Since the closure of the hatchery, the buildings have been re-developed as a lodge, but that initiative is on hold for the moment.

“Our plans are to find a business-minded person or couple, or company, to run it,” he said. “It can accommodate up to 18 people as an accommodation/tourist business.”

Cootes said the lodge could provide a secluded conference site, “for brainstorming sessions” and extended meetings or training courses.

“We’re not stuck on it as a tourism/hospitality business,” he said, adding that the facility itself is ready to be used at any time.

Cootes said one of the short-term goals is to improve infrastructure and services at the home village of Ehthlateese, near Kildonan. The area is not on the B.C. Hydro grid, so all electricity must be generated locally, either by fuel-burning generators or, for some local residents, by means of small hydro generators on the streams flowing into the inlet.

“We’re planning a 16-unit subdivision on the village site and working with B.C. Hydro to install a new generation system,” he said. “This month, they’ll be breaking ground to put in a new hybrid system with a generator and battery system.”

The new housing will be offered to current residents and to members seeking to return home, Cootes said.

There is also a plan to install a low-head micro-hydro generator on the Henderson River, using a portion of the massive water flow generated by 300-plus inches of annual rainfall.

“That would only be to generate power for our village, because we’re not on the hydro grid,” Cootes said.

Building a generator with enough capacity to sell excess power would mean capturing a higher percentage of the water flow, at huge cost, he explained.

For Uchucklesaht, those economies of scale loom large, Cootes said. There were hopes that forestry would become a major economic driver, but it has been impossible to establish a business with the small quantities of timber involved.

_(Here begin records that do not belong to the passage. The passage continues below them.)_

//! Audio capture
//!
//! A capture device records 16-bit mono at one of two fixed rates, in
//! hardware grains of 256 samples at 16 kHz or 768 at 48 kHz. The input
//! callback pushes samples into a ring; the application polls availability
//! and drains with [`CaptureDevice::read`]. Asking for more samples than are
//! buffered is an error, not a block. When the ring fills, the oldest
//! samples are overwritten so a stalled reader resumes on fresh audio.
//!
//! [`CaptureDevice::open_offline`] builds the same object without a device
//! stream; samples arrive through [`CaptureDevice::feed`] instead, which is
//! how tests and headless callers drive it.

use std::sync::atomic::{AtomicBool, AtomicU64, Ordering};
use std::sync::{Arc, Mutex};

use cpal::traits::{DeviceTrait, HostTrait, StreamTrait};
use ringbuf::{traits::*, HeapRb};
use tracing::{debug, error, info, warn};

use crate::error::{Error, Result};
use crate::types::SampleFormat;

/// Supported capture rates and their hardware grain in samples
const GRAIN_16K: usize = 256;
const GRAIN_48K: usize = 768;

/// Ring capacity in grains
const RING_GRAINS: usize = 16;

/// Log every Nth overwritten sample
const LOG_EVERY: u64 = 1000;

/// Grain size in samples for a capture rate, None when unsupported
pub fn grain_for_rate(rate: u32) -> Option<usize> {
    match rate {
        16_000 => Some(GRAIN_16K),
        48_000 => Some(GRAIN_48K),
        _ => None,
    }
}

/// 16-bit mono capture device
pub struct CaptureDevice {
    rate: u32,
    grain: usize,
    capturing: AtomicBool,
    ring: Arc<Mutex<HeapRb<i16>>>,
    stream: Mutex<Option<cpal::Stream>>,
    device: Option<cpal::Device>,
    overruns: Arc<AtomicU64>,
    error_flag: Arc<AtomicBool>,
}

// The cpal stream handle is not Sync on every host API, but it is only
// touched under the mutex.
unsafe impl Sync for CaptureDevice {}
unsafe impl Send for CaptureDevice {}

impl std::fmt::Debug for CaptureDevice {
    fn fmt(&self, f: &mut std::fmt::Formatter<'_>) -> std::fmt::Result {
        f.debug_struct("CaptureDevice")
            .field("rate", &self.rate)
            .field("grain", &self.grain)
            .field("capturing", &self.capturing)
            .finish_non_exhaustive()
    }
}

impl CaptureDevice {
    /// Open a capture device bound to real input hardware.
    ///
    /// `buffer_bytes` must be exactly one grain of 16-bit samples for the
    /// chosen rate, and only [`SampleFormat::Mono16`] content is recorded.
    pub fn open(
        device_name: Option<&str>,
        rate: u32,
        format: SampleFormat,
        buffer_bytes: usize,
    ) -> Result<Self> {
        let grain = Self::validate(rate, format, buffer_bytes)?;

        let host = cpal::default_host();
        let device = if let Some(name) = device_name {
            let mut devices = host.input_devices().map_err(|e| {
                Error::InvalidOperation(format!("failed to enumerate capture devices: {e}"))
            })?;
            devices
                .find(|d| d.name().ok().as_deref() == Some(name))
                .ok_or_else(|| {
                    Error::InvalidValue(format!("capture device '{name}' not found"))
                })?
        } else {
            host.default_input_device().ok_or_else(|| {
                Error::InvalidOperation("no default capture device found".to_string())
            })?
        };

        info!(
            rate,
            grain,
            device = %device.name().unwrap_or_else(|_| "Unknown".to_string()),
            "capture device opened"
        );
        Ok(Self::build(rate, grain, Some(device)))
    }

    /// Open a capture object with no hardware behind it; samples are
    /// supplied with [`CaptureDevice::feed`].
    pub fn open_offline(rate: u32, format: SampleFormat, buffer_bytes: usize) -> Result<Self> {
        let grain = Self::validate(rate, format, buffer_bytes)?;
        debug!(rate, grain, "offline capture device opened");
        Ok(Self::build(rate, grain, None))
    }

    fn validate(rate: u32, format: SampleFormat, buffer_bytes: usize) -> Result<usize> {
        let grain = grain_for_rate(rate).ok_or_else(|| {
            Error::InvalidValue(format!("unsupported capture rate {rate}"))
        })?;
        if format != SampleFormat::Mono16 {
            return Err(Error::InvalidValue(
                "capture supports 16-bit mono only".to_string(),
            ));
        }
        if buffer_bytes != grain * 2 {
            return Err(Error::InvalidValue(format!(
                "capture buffer must be exactly {} bytes at {rate}Hz",
                grain * 2
            )));
        }
        Ok(grain)
    }

    fn build(rate: u32, grain: usize, device: Option<cpal::Device>) -> Self {
        Self {
            rate,
            grain,
            capturing: AtomicBool::new(false),
            ring: Arc::new(Mutex::new(HeapRb::new(grain * RING_GRAINS))),
            stream: Mutex::new(None),
            device,
            overruns: Arc::new(AtomicU64::new(0)),
            error_flag: Arc::new(AtomicBool::new(false)),
        }
    }

    pub fn rate(&self) -> u32 {
        self.rate
    }

    /// Hardware grain in samples
    pub fn grain(&self) -> usize {
        self.grain
    }

    pub fn is_capturing(&self) -> bool {
        self.capturing.load(Ordering::Acquire)
    }

    /// Samples buffered and ready to read
    pub fn samples_available(&self) -> usize {
        self.ring.lock().unwrap().occupied_len()
    }

    /// Begin recording. With hardware attached this starts the input
    /// stream; offline it just arms [`CaptureDevice::feed`].
    pub fn start(&self) -> Result<()> {
        if self.capturing.swap(true, Ordering::AcqRel) {
            return Ok(());
        }

        let Some(device) = self.device.as_ref() else {
            return Ok(());
        };

        let config = cpal::StreamConfig {
            channels: 1,
            sample_rate: cpal::SampleRate(self.rate),
            buffer_size: cpal::BufferSize::Default,
        };

        let ring = Arc::clone(&self.ring);
        let overruns = Arc::clone(&self.overruns);
        let error_flag = Arc::clone(&self.error_flag);

        let stream = device
            .build_input_stream(
                &config,
                move |data: &[i16], _: &cpal::InputCallbackInfo| {
                    push_samples(&mut ring.lock().unwrap(), data, &overruns);
                },
                move |err| {
                    error!("Capture stream error: {}", err);
                    error_flag.store(true, Ordering::SeqCst);
                },
                None,
            )
            .map_err(|e| Error::InvalidOperation(format!("failed to build capture stream: {e}")))?;

        stream
            .play()
            .map_err(|e| Error::InvalidOperation(format!("failed to start capture: {e}")))?;
        *self.stream.lock().unwrap() = Some(stream);

        info!(rate = self.rate, "capture started");
        Ok(())
    }

    /// Stop recording. Buffered samples stay readable.
    pub fn stop(&self) {
        if !self.capturing.swap(false, Ordering::AcqRel) {
            return;
        }
        if let Some(stream) = self.stream.lock().unwrap().take() {
            if let Err(e) = stream.pause() {
                warn!("Failed to pause capture stream: {}", e);
            }
            drop(stream);
            info!("capture stopped");
        }
    }

    /// Supply samples by hand, used in place of a hardware stream
    pub fn feed(&self, samples: &[i16]) {
        push_samples(&mut self.ring.lock().unwrap(), samples, &self.overruns);
    }

    /// Drain exactly `out.len()` samples into `out`.
    ///
    /// Fails with InvalidValue when fewer samples are buffered; nothing is
    /// consumed in that case.
    pub fn read(&self, out: &mut [i16]) -> Result<()> {
        let mut ring = self.ring.lock().unwrap();
        let available = ring.occupied_len();
        if out.len() > available {
            return Err(Error::InvalidValue(format!(
                "{} samples requested, {available} available",
                out.len()
            )));
        }
        let popped = ring.pop_slice(out);
        debug_assert_eq!(popped, out.len());
        Ok(())
    }

    /// Samples overwritten before they were read, since open
    pub fn overruns(&self) -> u64 {
        self.overruns.load(Ordering::Relaxed)
    }

    /// Whether the input stream has reported an error
    pub fn has_error(&self) -> bool {
        self.error_flag.load(Ordering::SeqCst)
    }
}

impl Drop for CaptureDevice {
    fn drop(&mut self) {
        self.stop();
    }
}

/// Push a block, overwriting the oldest samples when the ring is full
fn push_samples(ring: &mut HeapRb<i16>, samples: &[i16], overruns: &AtomicU64) {
    let mut dropped = 0u64;
    for &sample in samples {
        if ring.push_overwrite(sample).is_some() {
            dropped += 1;
        }
    }
    if dropped > 0 {
        let count = overruns.fetch_add(dropped, Ordering::Relaxed) + dropped;
        if count % LOG_EVERY < dropped {
            warn!("capture ring overrun, {} samples overwritten (total: {})", dropped, count);
        }
    }
}
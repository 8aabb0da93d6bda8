//! # Alcove
//!
//! Buffer-queue audio engine with 3D panning.
//!
//! **Purpose:** Play application-supplied 16-bit PCM through named buffers
//! and sources in the style of the classic AL API: fill a [`context::Context`]'s
//! buffers, queue them onto sources, and let the mixer consume the queue while
//! a periodic update pass folds listener and source parameters into per-voice
//! gain, pitch, and lowpass settings.
//!
//! **Architecture:** A four-slot ring per source feeds a voice pool rendered
//! either straight in the cpal output callback, through a dedicated mix
//! thread and frame ring, or synchronously for offline use. Panning,
//! distance attenuation, doppler, and cone filtering live in a pure
//! [`panner::Panner`]. Capture runs as an independent cpal input stream.

pub mod buffer;
pub mod capture;
pub mod context;
pub mod error;
pub mod panner;
pub mod tokens;
pub mod types;

mod backend;
mod queue;
mod registry;
mod source;

pub use backend::BackendKind;
pub use buffer::{Buffer, PcmData};
pub use capture::CaptureDevice;
pub use context::{output_devices, Context, ContextAttributes, ContextConfig, EXTENSIONS};
pub use error::{Error, ErrorCode, Result};
pub use glam::Vec3;
pub use panner::{DistanceModel, MixOutput, Panner, SpatialParams};
pub use source::SourceParams;
pub use types::{
    AudioFrame, BufferId, BufferState, PlaybackMode, SampleFormat, SourceId, SourceState,
    StreamFormat,
};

“Right now, we’re moving away from forestry,” he said. “We’re working on about 5,000 cubic metres (m3) per year. The Maa-nulth Treaty does not provide any more forest tenure; it just moves the existing volume into treaty.”

Currently, Uchucklesaht has 24,000 m3 of available timber in the Henderson Lake watershed, representing five years of unused allocation. Cootes said that is not enough tenure to set up a forest management company like some larger Nuu-chah-nulth nations already have in place.

“We have one forester who works on a fee-for-service basis,” he said, adding that harvesting, whenever it takes place, would be contracted out.

The new Uchucklesaht Council holds its first meeting on Jan. 6.

“We’re going to be swearing in our new government and putting our new executive in, and taking a look at all the committees and their terms of reference,” Cootes said. His nation plans to hold three to four Peoples Assemblies in 2012.